Implementation of Naïve Bayes for Public Sentiment Analysis on QRIS and GPN Digital Dominance through Instagram Nabilah, Laila; Setiawan, Kiki
Journal Innovations Computer Science Vol. 4 No. 2 (2025): November
Publisher : Yayasan Kawanad

Show Abstract | Download Original | Original Source | Check in Google Scholar | DOI: 10.56347/jics.v4i2.337

Abstract

This study examines public sentiment toward the dominance of QRIS and GPN compared to Mastercard and Visa, using data collected from Instagram comments.
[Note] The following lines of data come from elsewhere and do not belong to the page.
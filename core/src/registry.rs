//! Process-wide slot for the uncaught panic handler.

use std::sync::Arc;

use parking_lot::RwLock;

use crate::captured::CapturedException;
use crate::hook;

/// The type of the uncaught exception handler.
pub type UncaughtExceptionHandler = Arc<dyn Fn(CapturedException) + Send + Sync + 'static>;

static HANDLER: RwLock<Option<UncaughtExceptionHandler>> = parking_lot::const_rwlock(None);

/// Install `handler` as the process-wide uncaught panic callback, replacing
/// any previous one.
///
/// The handler runs on the panicking thread, from the panic hook, whenever a
/// panic is raised outside every interception boundary. Unwinding (and, on the
/// main thread, process termination) continues once it returns. A handler that
/// panics itself aborts the process.
pub fn set_uncaught_exception_handler<F>(handler: F)
where
    F: Fn(CapturedException) + Send + Sync + 'static,
{
    hook::install();
    let previous = HANDLER.write().replace(Arc::new(handler));
    tracing::trace!(replaced = previous.is_some(), "uncaught exception handler set");
}

/// Remove the uncaught panic callback, if any.
pub fn clear_uncaught_exception_handler() {
    let previous = HANDLER.write().take();
    if previous.is_some() {
        tracing::trace!("uncaught exception handler cleared");
    }
}

pub fn has_uncaught_exception_handler() -> bool {
    HANDLER.read().is_some()
}

/// The installed handler, cloned out so the lock is not held while it runs.
pub(crate) fn current() -> Option<UncaughtExceptionHandler> {
    HANDLER.read().clone()
}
Employing the Knowledge Discovery in Databases (KDD) methodology and the Naïve Bayes Classifier, the research analyzed 820 comments retrieved through automated scraping and processed using text mining techniques such as case folding, tokenization, stopword removal, stemming, and TF-IDF transformation. The model achieved an accuracy of 84.27%, a precision of 86.09%, a recall of 94.7%, and an F1-score of 90.21%, indicating strong reliability in identifying sentiment polarity. The analysis revealed that 76.5% of the comments expressed positive sentiment, highlighting users’ appreciation of QRIS and GPN for their convenience, speed, and accessibility across both micro and macro-scale transactions. Negative comments, representing 23.5%, centered on concerns about connectivity, data security, and trust in financial governance. These findings suggest that while QRIS and GPN have been widely embraced as efficient digital payment solutions, there remains a need for improved infrastructure, user education, and data protection. The study demonstrates the effectiveness of the Naïve Bayes algorithm for large-scale sentiment analysis in multilingual online environments and provides empirical insights for policymakers to strengthen Indonesia’s digital payment ecosystem.